TASK OBJECTIVE - Please return the records below exactly as they stand.

MATERIAL FOR THIS TASK -
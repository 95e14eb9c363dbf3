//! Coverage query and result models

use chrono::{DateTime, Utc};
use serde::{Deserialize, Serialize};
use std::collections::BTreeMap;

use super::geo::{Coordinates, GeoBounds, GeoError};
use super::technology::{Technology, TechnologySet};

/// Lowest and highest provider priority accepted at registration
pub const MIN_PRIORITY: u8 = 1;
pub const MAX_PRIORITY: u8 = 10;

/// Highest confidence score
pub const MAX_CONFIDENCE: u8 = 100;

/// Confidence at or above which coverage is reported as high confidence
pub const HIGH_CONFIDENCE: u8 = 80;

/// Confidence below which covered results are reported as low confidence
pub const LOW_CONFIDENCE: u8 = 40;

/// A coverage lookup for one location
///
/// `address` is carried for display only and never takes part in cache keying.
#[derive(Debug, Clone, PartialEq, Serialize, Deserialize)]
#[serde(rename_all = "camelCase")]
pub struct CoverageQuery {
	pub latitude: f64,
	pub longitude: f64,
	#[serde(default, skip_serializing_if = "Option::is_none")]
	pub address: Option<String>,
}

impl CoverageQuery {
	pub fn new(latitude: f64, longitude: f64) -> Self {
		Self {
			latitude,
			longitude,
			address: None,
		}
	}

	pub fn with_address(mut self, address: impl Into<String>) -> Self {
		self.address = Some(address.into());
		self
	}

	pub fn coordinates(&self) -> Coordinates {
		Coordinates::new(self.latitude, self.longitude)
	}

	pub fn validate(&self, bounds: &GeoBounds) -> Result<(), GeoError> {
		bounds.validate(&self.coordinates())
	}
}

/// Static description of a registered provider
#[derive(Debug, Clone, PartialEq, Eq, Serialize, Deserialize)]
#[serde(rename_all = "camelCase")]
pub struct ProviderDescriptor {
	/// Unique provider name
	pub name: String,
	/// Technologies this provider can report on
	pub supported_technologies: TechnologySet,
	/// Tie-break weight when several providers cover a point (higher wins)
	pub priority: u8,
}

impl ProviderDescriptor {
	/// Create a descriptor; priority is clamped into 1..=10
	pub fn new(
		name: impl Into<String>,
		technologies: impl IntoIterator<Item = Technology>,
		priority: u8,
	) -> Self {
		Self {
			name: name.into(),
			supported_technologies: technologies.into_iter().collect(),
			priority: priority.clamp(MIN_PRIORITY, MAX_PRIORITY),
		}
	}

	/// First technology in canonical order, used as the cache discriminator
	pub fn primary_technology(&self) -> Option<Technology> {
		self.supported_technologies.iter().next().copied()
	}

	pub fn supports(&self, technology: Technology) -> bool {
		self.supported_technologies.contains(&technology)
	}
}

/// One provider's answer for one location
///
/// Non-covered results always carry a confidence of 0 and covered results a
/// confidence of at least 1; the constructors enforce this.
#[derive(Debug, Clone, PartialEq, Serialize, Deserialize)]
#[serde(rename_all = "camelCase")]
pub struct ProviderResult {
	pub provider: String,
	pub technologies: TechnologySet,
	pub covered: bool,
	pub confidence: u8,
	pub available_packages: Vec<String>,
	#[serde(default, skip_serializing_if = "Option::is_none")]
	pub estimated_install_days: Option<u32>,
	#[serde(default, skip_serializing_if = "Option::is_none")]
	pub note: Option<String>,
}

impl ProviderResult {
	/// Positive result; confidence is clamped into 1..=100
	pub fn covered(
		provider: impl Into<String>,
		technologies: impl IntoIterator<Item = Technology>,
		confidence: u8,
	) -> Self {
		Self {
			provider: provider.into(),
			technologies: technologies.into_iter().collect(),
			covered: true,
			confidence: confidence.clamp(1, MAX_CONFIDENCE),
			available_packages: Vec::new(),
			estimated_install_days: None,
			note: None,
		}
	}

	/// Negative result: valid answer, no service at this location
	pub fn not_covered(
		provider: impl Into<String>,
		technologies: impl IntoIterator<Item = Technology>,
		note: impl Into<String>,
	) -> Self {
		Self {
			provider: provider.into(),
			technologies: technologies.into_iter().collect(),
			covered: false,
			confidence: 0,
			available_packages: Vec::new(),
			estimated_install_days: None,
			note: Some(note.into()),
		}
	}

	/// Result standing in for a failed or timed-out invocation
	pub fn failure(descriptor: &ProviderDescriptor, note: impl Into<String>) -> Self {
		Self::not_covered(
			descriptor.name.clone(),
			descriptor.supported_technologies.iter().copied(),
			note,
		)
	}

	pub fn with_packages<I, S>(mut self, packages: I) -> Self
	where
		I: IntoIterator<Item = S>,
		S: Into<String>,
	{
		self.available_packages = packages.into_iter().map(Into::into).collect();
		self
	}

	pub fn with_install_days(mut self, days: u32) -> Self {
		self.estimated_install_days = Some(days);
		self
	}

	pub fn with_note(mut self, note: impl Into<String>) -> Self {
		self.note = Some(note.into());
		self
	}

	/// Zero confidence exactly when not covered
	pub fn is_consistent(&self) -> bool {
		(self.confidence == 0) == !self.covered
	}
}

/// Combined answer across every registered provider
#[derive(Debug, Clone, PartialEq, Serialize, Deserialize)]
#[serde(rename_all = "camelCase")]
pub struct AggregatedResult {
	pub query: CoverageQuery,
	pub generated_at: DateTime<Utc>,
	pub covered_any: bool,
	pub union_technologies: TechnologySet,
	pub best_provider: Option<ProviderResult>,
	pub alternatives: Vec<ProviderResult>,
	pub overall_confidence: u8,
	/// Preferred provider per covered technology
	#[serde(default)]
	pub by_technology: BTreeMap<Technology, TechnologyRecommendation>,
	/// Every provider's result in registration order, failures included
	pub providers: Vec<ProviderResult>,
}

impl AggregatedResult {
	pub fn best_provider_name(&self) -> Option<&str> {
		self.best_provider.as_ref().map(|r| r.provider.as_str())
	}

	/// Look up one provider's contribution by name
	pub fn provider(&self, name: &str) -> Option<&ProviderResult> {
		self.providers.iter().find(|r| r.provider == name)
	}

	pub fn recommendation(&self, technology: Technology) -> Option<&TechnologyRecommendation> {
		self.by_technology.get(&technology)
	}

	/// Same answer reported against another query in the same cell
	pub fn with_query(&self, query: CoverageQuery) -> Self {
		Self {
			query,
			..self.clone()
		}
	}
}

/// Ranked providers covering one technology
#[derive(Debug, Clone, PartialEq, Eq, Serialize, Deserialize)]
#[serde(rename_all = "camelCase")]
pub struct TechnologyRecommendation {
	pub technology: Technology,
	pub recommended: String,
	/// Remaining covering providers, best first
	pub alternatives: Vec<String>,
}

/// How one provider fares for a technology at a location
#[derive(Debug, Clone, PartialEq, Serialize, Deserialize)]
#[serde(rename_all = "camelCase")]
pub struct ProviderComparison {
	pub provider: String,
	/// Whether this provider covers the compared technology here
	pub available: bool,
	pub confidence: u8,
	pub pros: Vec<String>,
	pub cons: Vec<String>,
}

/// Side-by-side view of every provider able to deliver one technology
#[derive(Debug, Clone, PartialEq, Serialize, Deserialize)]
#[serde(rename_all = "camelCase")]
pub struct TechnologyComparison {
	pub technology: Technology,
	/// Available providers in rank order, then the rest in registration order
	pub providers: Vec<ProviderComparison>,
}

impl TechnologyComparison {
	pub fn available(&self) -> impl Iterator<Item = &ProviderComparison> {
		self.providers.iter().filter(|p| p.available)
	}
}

WRITTEN ANSWER -
repository 95e14eb9c363dbf3
//! Coverage query and result models

use chrono::{DateTime, Utc};
use serde::{Deserialize, Serialize};
use std::collections::BTreeMap;

use super::geo::{Coordinates, GeoBounds, GeoError};
use super::technology::{Technology, TechnologySet};

/// Lowest and highest provider priority accepted at registration
pub const MIN_PRIORITY: u8 = 1;
pub const MAX_PRIORITY: u8 = 10;

/// Highest confidence score
pub const MAX_CONFIDENCE: u8 = 100;

/// Confidence at or above which coverage is reported as high confidence
pub const HIGH_CONFIDENCE: u8 = 80;

/// Confidence below which covered results are reported as low confidence
pub const LOW_CONFIDENCE: u8 = 40;

/// A coverage lookup for one location
///
/// `address` is carried for display only and never takes part in cache keying.
#[derive(Debug, Clone, PartialEq, Serialize, Deserialize)]
#[serde(rename_all = "camelCase")]
pub struct CoverageQuery {
	pub latitude: f64,
	pub longitude: f64,
	#[serde(default, skip_serializing_if = "Option::is_none")]
	pub address: Option<String>,
}

impl CoverageQuery {
	pub fn new(latitude: f64, longitude: f64) -> Self {
		Self {
			latitude,
			longitude,
			address: None,
		}
	}

	pub fn with_address(mut self, address: impl Into<String>) -> Self {
		self.address = Some(address.into());
		self
	}

	pub fn coordinates(&self) -> Coordinates {
		Coordinates::new(self.latitude, self.longitude)
	}

	pub fn validate(&self, bounds: &GeoBounds) -> Result<(), GeoError> {
		bounds.validate(&self.coordinates())
	}
}

/// Static description of a registered provider
#[derive(Debug, Clone, PartialEq, Eq, Serialize, Deserialize)]
#[serde(rename_all = "camelCase")]
pub struct ProviderDescriptor {
	/// Unique provider name
	pub name: String,
	/// Technologies this provider can report on
	pub supported_technologies: TechnologySet,
	/// Tie-break weight when several providers cover a point (higher wins)
	pub priority: u8,
}

impl ProviderDescriptor {
	/// Create a descriptor; priority is clamped into 1..=10
	pub fn new(
		name: impl Into<String>,
		technologies: impl IntoIterator<Item = Technology>,
		priority: u8,
	) -> Self {
		Self {
			name: name.into(),
			supported_technologies: technologies.into_iter().collect(),
			priority: priority.clamp(MIN_PRIORITY, MAX_PRIORITY),
		}
	}

	/// First technology in canonical order, used as the cache discriminator
	pub fn primary_technology(&self) -> Option<Technology> {
		self.supported_technologies.iter().next().copied()
	}

	pub fn supports(&self, technology: Technology) -> bool {
		self.supported_technologies.contains(&technology)
	}
}

/// One provider's answer for one location
///
/// Non-covered results always carry a confidence of 0 and covered results a
/// confidence of at least 1; the constructors enforce this.
#[derive(Debug, Clone, PartialEq, Serialize, Deserialize)]
#[serde(rename_all = "camelCase")]
pub struct ProviderResult {
	pub provider: String,
	pub technologies: TechnologySet,
	pub covered: bool,
	pub confidence: u8,
	pub available_packages: Vec<String>,
	#[serde(default, skip_serializing_if = "Option::is_none")]
	pub estimated_install_days: Option<u32>,
	#[serde(default, skip_serializing_if = "Option::is_none")]
	pub note: Option<String>,
}

impl ProviderResult {
	/// Positive result; confidence is clamped into 1..=100
	pub fn covered(
		provider: impl Into<String>,
		technologies: impl IntoIterator<Item = Technology>,
		confidence: u8,
	) -> Self {
		Self {
			provider: provider.into(),
			technologies: technologies.into_iter().collect(),
			covered: true,
			confidence: confidence.clamp(1, MAX_CONFIDENCE),
			available_packages: Vec::new(),
			estimated_install_days: None,
			note: None,
		}
	}

	/// Negative result: valid answer, no service at this location
	pub fn not_covered(
		provider: impl Into<String>,
		technologies: impl IntoIterator<Item = Technology>,
		note: impl Into<String>,
	) -> Self {
		Self {
			provider: provider.into(),
			technologies: technologies.into_iter().collect(),
			covered: false,
			confidence: 0,
			available_packages: Vec::new(),
			estimated_install_days: None,
			note: Some(note.into()),
		}
	}

	/// Result standing in for a failed or timed-out invocation
	pub fn failure(descriptor: &ProviderDescriptor, note: impl Into<String>) -> Self {
		Self::not_covered(
			descriptor.name.clone(),
			descriptor.supported_technologies.iter().copied(),
			note,
		)
	}

	pub fn with_packages<I, S>(mut self, packages: I) -> Self
	where
		I: IntoIterator<Item = S>,
		S: Into<String>,
	{
		self.available_packages = packages.into_iter().map(Into::into).collect();
		self
	}

	pub fn with_install_days(mut self, days: u32) -> Self {
		self.estimated_install_days = Some(days);
		self
	}

	pub fn with_note(mut self, note: impl Into<String>) -> Self {
		self.note = Some(note.into());
		self
	}

	/// Zero confidence exactly when not covered
	pub fn is_consistent(&self) -> bool {
		(self.confidence == 0) == !self.covered
	}
}

/// Combined answer across every registered provider
#[derive(Debug, Clone, PartialEq, Serialize, Deserialize)]
#[serde(rename_all = "camelCase")]
pub struct AggregatedResult {
	pub query: CoverageQuery,
	pub generated_at: DateTime<Utc>,
	pub covered_any: bool,
	pub union_technologies: TechnologySet,
	pub best_provider: Option<ProviderResult>,
	pub alternatives: Vec<ProviderResult>,
	pub overall_confidence: u8,
	/// Preferred provider per covered technology
	#[serde(default)]
	pub by_technology: BTreeMap<Technology, TechnologyRecommendation>,
	/// Every provider's result in registration order, failures included
	pub providers: Vec<ProviderResult>,
}

impl AggregatedResult {
	pub fn best_provider_name(&self) -> Option<&str> {
		self.best_provider.as_ref().map(|r| r.provider.as_str())
	}

	/// Look up one provider's contribution by name
	pub fn provider(&self, name: &str) -> Option<&ProviderResult> {
		self.providers.iter().find(|r| r.provider == name)
	}

	pub fn recommendation(&self, technology: Technology) -> Option<&TechnologyRecommendation> {
		self.by_technology.get(&technology)
	}

	/// Same answer reported against another query in the same cell
	pub fn with_query(&self, query: CoverageQuery) -> Self {
		Self {
			query,
			..self.clone()
		}
	}
}

/// Ranked providers covering one technology
#[derive(Debug, Clone, PartialEq, Eq, Serialize, Deserialize)]
#[serde(rename_all = "camelCase")]
pub struct TechnologyRecommendation {
	pub technology: Technology,
	pub recommended: String,
	/// Remaining covering providers, best first
	pub alternatives: Vec<String>,
}

/// How one provider fares for a technology at a location
#[derive(Debug, Clone, PartialEq, Serialize, Deserialize)]
#[serde(rename_all = "camelCase")]
pub struct ProviderComparison {
	pub provider: String,
	/// Whether this provider covers the compared technology here
	pub available: bool,
	pub confidence: u8,
	pub pros: Vec<String>,
	pub cons: Vec<String>,
}

/// Side-by-side view of every provider able to deliver one technology
#[derive(Debug, Clone, PartialEq, Serialize, Deserialize)]
#[serde(rename_all = "camelCase")]
pub struct TechnologyComparison {
	pub technology: Technology,
	/// Available providers in rank order, then the rest in registration order
	pub providers: Vec<ProviderComparison>,
}

impl TechnologyComparison {
	pub fn available(&self) -> impl Iterator<Item = &ProviderComparison> {
		self.providers.iter().filter(|p| p.available)
	}
}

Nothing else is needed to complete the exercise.